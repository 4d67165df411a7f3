//! Routing core benchmarks for batmand

use batmand::collections::{HashTable, LinkWindow};
use batmand::network::{BatmanIf, RecordingRouteTable, RecordingTunnel};
use batmand::protocol::{OgmHeader, COMPAT_VERSION};
use batmand::routing::{RoutingSettings, RoutingState};
use criterion::{criterion_group, criterion_main, BenchmarkId, Criterion};
use std::hint::black_box;
use std::net::Ipv4Addr;

fn benchmark_window_record(c: &mut Criterion) {
    c.bench_function("window_record_in_order", |b| {
        let mut window = LinkWindow::new();
        b.iter(|| {
            let new = window.record(black_box(1), true);
            black_box((new, window.popcount()))
        })
    });

    c.bench_function("window_shift_across_words", |b| {
        let mut window = LinkWindow::new();
        for bit in (0..64).step_by(3) {
            window.mark(bit);
        }
        b.iter(|| {
            let mut copy = window;
            copy.shift(black_box(37));
            black_box(copy)
        })
    });
}

fn benchmark_hash_table(c: &mut Criterion) {
    let mut group = c.benchmark_group("hash_table");

    for count in [128u32, 1024, 8192] {
        group.bench_with_input(BenchmarkId::new("insert_grow", count), &count, |b, &count| {
            b.iter(|| {
                let mut table = HashTable::new(128);
                for i in 0..count {
                    let _ = table.insert(Ipv4Addr::from(0x0a00_0000 + i), i);
                    table.grow_if_needed();
                }
                black_box(table.len())
            })
        });

        let mut table = HashTable::new(128);
        for i in 0..count {
            let _ = table.insert(Ipv4Addr::from(0x0a00_0000 + i), i);
            table.grow_if_needed();
        }
        group.bench_with_input(BenchmarkId::new("find", count), &table, |b, table| {
            let mut i = 0u32;
            b.iter(|| {
                i = (i + 7919) % count;
                black_box(table.find(&Ipv4Addr::from(0x0a00_0000 + i)))
            })
        });
    }

    group.finish();
}

fn benchmark_update_originator(c: &mut Criterion) {
    let mut state = RoutingState::new(
        RoutingSettings::default(),
        vec![BatmanIf::new(0, "mesh0", Ipv4Addr::new(10, 0, 0, 1), 24)],
        Box::new(RecordingRouteTable::new()),
        Box::new(RecordingTunnel::new()),
    );
    let neighbors: Vec<Ipv4Addr> = (2..6).map(|i| Ipv4Addr::new(10, 0, 0, i)).collect();
    let mut seqno = 0u16;

    c.bench_function("update_originator_four_neighbors", |b| {
        b.iter(|| {
            seqno = seqno.wrapping_add(1);
            let header = OgmHeader {
                orig: Ipv4Addr::new(10, 0, 1, 9),
                flags: 0,
                ttl: 50,
                seqno,
                gwflags: 0,
                version: COMPAT_VERSION,
                tq: 255,
                hna_len: 0,
            };
            for neighbor in &neighbors {
                state.update_originator(&header, &[], *neighbor, 0, seqno as u64);
            }
            black_box(state.originators().len())
        })
    });
}

criterion_group!(
    benches,
    benchmark_window_record,
    benchmark_hash_table,
    benchmark_update_originator
);
criterion_main!(benches);
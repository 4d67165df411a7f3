//! Originator and neighbor records
//!
//! An [`Originator`] exists for every address that advertised itself and has
//! not been purged. It owns one [`NeighborNode`] per (neighbor address,
//! incoming interface) pair over which its OGMs arrived. The neighbor's
//! sliding window counts how many of the originator's last sequence numbers
//! came in through that neighbor; that count is the link-quality score used
//! to pick the router (best next hop).

use crate::collections::bitfield::{seq_diff, LinkWindow};
use crate::collections::ring::QualityRing;
use crate::protocol::{OgmHeader, BIDIRECT_TIMEOUT};
use std::net::Ipv4Addr;

/// Identifies a neighbor record within its originator
#[derive(Debug, Clone, Copy, PartialEq, Eq, Hash)]
pub struct NeighborKey {
    /// Neighbor address
    pub address: Ipv4Addr,
    /// Local interface the neighbor was heard on
    pub if_index: usize,
}

impl NeighborKey {
    /// Key for `address` heard on `if_index`.
    pub fn new(address: Ipv4Addr, if_index: usize) -> Self {
        Self { address, if_index }
    }
}

/// Reception statistics for one (originator, neighbor, interface) triple
#[derive(Debug, Clone)]
pub struct NeighborNode {
    /// Neighbor address
    pub address: Ipv4Addr,
    /// Incoming interface
    pub if_index: usize,
    /// Which of the originator's recent sequence numbers arrived this way
    pub seq_bits: LinkWindow,
    /// Popcount of `seq_bits`
    pub packet_count: u32,
    /// TTL of the newest OGM received this way
    pub last_ttl: u8,
    /// Time of the last OGM received this way
    pub last_valid: u64,
    /// Recent TQ samples
    pub tq_ring: QualityRing,
    /// Mean of `tq_ring`
    pub tq_avg: u8,
}

impl NeighborNode {
    fn new(key: NeighborKey) -> Self {
        Self {
            address: key.address,
            if_index: key.if_index,
            seq_bits: LinkWindow::new(),
            packet_count: 0,
            last_ttl: 0,
            last_valid: 0,
            tq_ring: QualityRing::new(),
            tq_avg: 0,
        }
    }

    /// This record's key.
    pub fn key(&self) -> NeighborKey {
        NeighborKey::new(self.address, self.if_index)
    }

    fn record(&mut self, diff: i32, mark: bool) -> bool {
        let is_new = self.seq_bits.record(diff, mark);
        self.packet_count = self.seq_bits.popcount();
        is_new
    }
}

/// Everything known about one advertising node
#[derive(Debug, Clone)]
pub struct Originator {
    /// Originator address
    pub address: Ipv4Addr,
    /// Newest sequence number accepted
    pub last_seqno: u16,
    /// Time of the last accepted OGM
    pub last_valid: u64,
    /// Advertised gateway class
    pub gwflags: u8,
    /// HNA trailer the current host route's networks were installed from
    pub hna: Vec<u8>,
    /// HNA trailer of the newest accepted OGM
    pub announced: Vec<u8>,
    /// Installed next hop; always one of `neighbors`
    pub router: Option<NeighborKey>,
    /// Neighbor records, in creation order
    pub neighbors: Vec<NeighborNode>,
    /// Per local interface: which of our own OGMs this node echoed back
    pub bcast_own: Vec<LinkWindow>,
    /// Popcounts of `bcast_own`
    pub bcast_own_sum: Vec<u32>,
    /// Per local interface: newest own sequence number echoed with the
    /// direct-link flag
    pub bidirect_link: Vec<Option<u16>>,
    seen_seqno: bool,
}

impl Originator {
    /// Fresh record for `address` on a node with `num_ifs` interfaces.
    pub fn new(address: Ipv4Addr, num_ifs: usize) -> Self {
        Self {
            address,
            last_seqno: 0,
            last_valid: 0,
            gwflags: 0,
            hna: Vec::new(),
            announced: Vec::new(),
            router: None,
            neighbors: Vec::new(),
            bcast_own: vec![LinkWindow::new(); num_ifs],
            bcast_own_sum: vec![0; num_ifs],
            bidirect_link: vec![None; num_ifs],
            seen_seqno: false,
        }
    }

    /// Neighbor record by key.
    pub fn neighbor(&self, key: NeighborKey) -> Option<&NeighborNode> {
        self.neighbors.iter().find(|n| n.key() == key)
    }

    /// The installed router's record.
    ///
    /// # Panics
    ///
    /// Panics if `router` names a neighbor that is not in the list.
    pub fn router_node(&self) -> Option<&NeighborNode> {
        let key = self.router?;
        match self.neighbor(key) {
            Some(node) => Some(node),
            None => panic!(
                "originator {}: router {} on interface {} missing from neighbor list",
                self.address, key.address, key.if_index
            ),
        }
    }

    /// Packet count of the installed router, zero without one.
    pub fn router_packet_count(&self) -> u32 {
        self.router_node().map_or(0, |node| node.packet_count)
    }

    /// Whether `seqno` was already received through any neighbor.
    pub fn is_duplicate(&self, seqno: u16) -> bool {
        self.neighbors
            .iter()
            .any(|n| n.seq_bits.bit_status(self.last_seqno, seqno))
    }

    /// Whether this node recently echoed our OGM on `if_index`, whose next
    /// own sequence number is `out_seqno`.
    pub fn is_bidirectional(&self, if_index: usize, out_seqno: u16) -> bool {
        match self.bidirect_link.get(if_index).copied().flatten() {
            Some(echoed) => out_seqno.wrapping_sub(echoed) <= BIDIRECT_TIMEOUT,
            None => false,
        }
    }

    /// Account for one of our own OGMs echoed back by this node.
    ///
    /// Only a direct-link echo of the OGM sent in the last cycle
    /// (`out_seqno - 2`) proves the link works in both directions.
    pub fn record_echo(&mut self, if_index: usize, out_seqno: u16, echoed_seqno: u16, direct_link: bool) {
        if if_index >= self.bidirect_link.len() || !direct_link {
            return;
        }
        let expected = out_seqno.wrapping_sub(2);
        if echoed_seqno != expected {
            tracing::trace!(
                neighbor = %self.address,
                echoed_seqno,
                expected,
                "stale echo of own OGM"
            );
            return;
        }
        self.bidirect_link[if_index] = Some(echoed_seqno);
        self.bcast_own[if_index].mark(0);
        self.bcast_own_sum[if_index] = self.bcast_own[if_index].popcount();
    }

    /// Slide the own-broadcast window of `if_index` after we sent an OGM.
    pub fn shift_bcast_own(&mut self, if_index: usize) {
        if let Some(window) = self.bcast_own.get_mut(if_index) {
            window.shift(1);
            self.bcast_own_sum[if_index] = window.popcount();
        }
    }

    fn consider(best: &mut Option<(NeighborKey, u32)>, router: Option<NeighborKey>, node: &NeighborNode) {
        let max = best.map_or(0, |(_, count)| count);
        if node.packet_count > max || (node.packet_count == max && router == Some(node.key())) {
            *best = Some((node.key(), node.packet_count));
        }
    }

    /// Neighbor with the highest packet count, preferring the installed
    /// router on ties.
    pub fn best_neighbor(&self) -> Option<NeighborKey> {
        let mut best = None;
        for node in &self.neighbors {
            Self::consider(&mut best, self.router, node);
        }
        best.map(|(key, _)| key)
    }

    /// Feed an accepted OGM into the neighbor windows.
    ///
    /// Every other neighbor's window is moved to the new reference without
    /// marking, so all counts stay comparable. The matching neighbor (created
    /// if needed) gets the sequence number marked. Returns the best neighbor
    /// after the update.
    pub fn record_advertisement(
        &mut self,
        header: &OgmHeader,
        neighbor: Ipv4Addr,
        if_index: usize,
        now: u64,
    ) -> Option<NeighborKey> {
        let diff = if self.seen_seqno {
            seq_diff(header.seqno, self.last_seqno)
        } else {
            // Nothing to compare against yet: force a fresh window.
            LinkWindow::RANGE + 1
        };
        let key = NeighborKey::new(neighbor, if_index);
        let router = self.router;
        let mut best = None;

        for node in self.neighbors.iter_mut().filter(|n| n.key() != key) {
            node.record(diff, false);
            Self::consider(&mut best, router, node);
        }

        let index = match self.neighbors.iter().position(|n| n.key() == key) {
            Some(index) => index,
            None => {
                tracing::debug!(orig = %self.address, %neighbor, if_index, "creating neighbor");
                self.neighbors.push(NeighborNode::new(key));
                self.neighbors.len() - 1
            },
        };

        let node = &mut self.neighbors[index];
        if node.record(diff, true) {
            node.last_ttl = header.ttl;
            node.tq_ring.push(header.tq);
            node.tq_avg = node.tq_ring.average();
            self.last_seqno = header.seqno;
            self.seen_seqno = true;
        }
        node.last_valid = now;
        Self::consider(&mut best, router, node);

        self.last_valid = now;
        best.map(|(key, _)| key)
    }
}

> EXERCISE DESCRIPTION
Once the line with "for node in &self.neighbors" has been found in the records above, retype it and every line after it exactly, and include nothing else.

> ANSWER BELOW
        for node in &self.neighbors {
            Self::consider(&mut best, self.router, node);
        }
        best.map(|(key, _)| key)
    }

    /// Feed an accepted OGM into the neighbor windows.
    ///
    /// Every other neighbor's window is moved to the new reference without
    /// marking, so all counts stay comparable. The matching neighbor (created
    /// if needed) gets the sequence number marked. Returns the best neighbor
    /// after the update.
    pub fn record_advertisement(
        &mut self,
        header: &OgmHeader,
        neighbor: Ipv4Addr,
        if_index: usize,
        now: u64,
    ) -> Option<NeighborKey> {
        let diff = if self.seen_seqno {
            seq_diff(header.seqno, self.last_seqno)
        } else {
            // Nothing to compare against yet: force a fresh window.
            LinkWindow::RANGE + 1
        };
        let key = NeighborKey::new(neighbor, if_index);
        let router = self.router;
        let mut best = None;

        for node in self.neighbors.iter_mut().filter(|n| n.key() != key) {
            node.record(diff, false);
            Self::consider(&mut best, router, node);
        }

        let index = match self.neighbors.iter().position(|n| n.key() == key) {
            Some(index) => index,
            None => {
                tracing::debug!(orig = %self.address, %neighbor, if_index, "creating neighbor");
                self.neighbors.push(NeighborNode::new(key));
                self.neighbors.len() - 1
            },
        };

        let node = &mut self.neighbors[index];
        if node.record(diff, true) {
            node.last_ttl = header.ttl;
            node.tq_ring.push(header.tq);
            node.tq_avg = node.tq_ring.average();
            self.last_seqno = header.seqno;
            self.seen_seqno = true;
        }
        node.last_valid = now;
        Self::consider(&mut best, router, node);

        self.last_valid = now;
        best.map(|(key, _)| key)
    }
}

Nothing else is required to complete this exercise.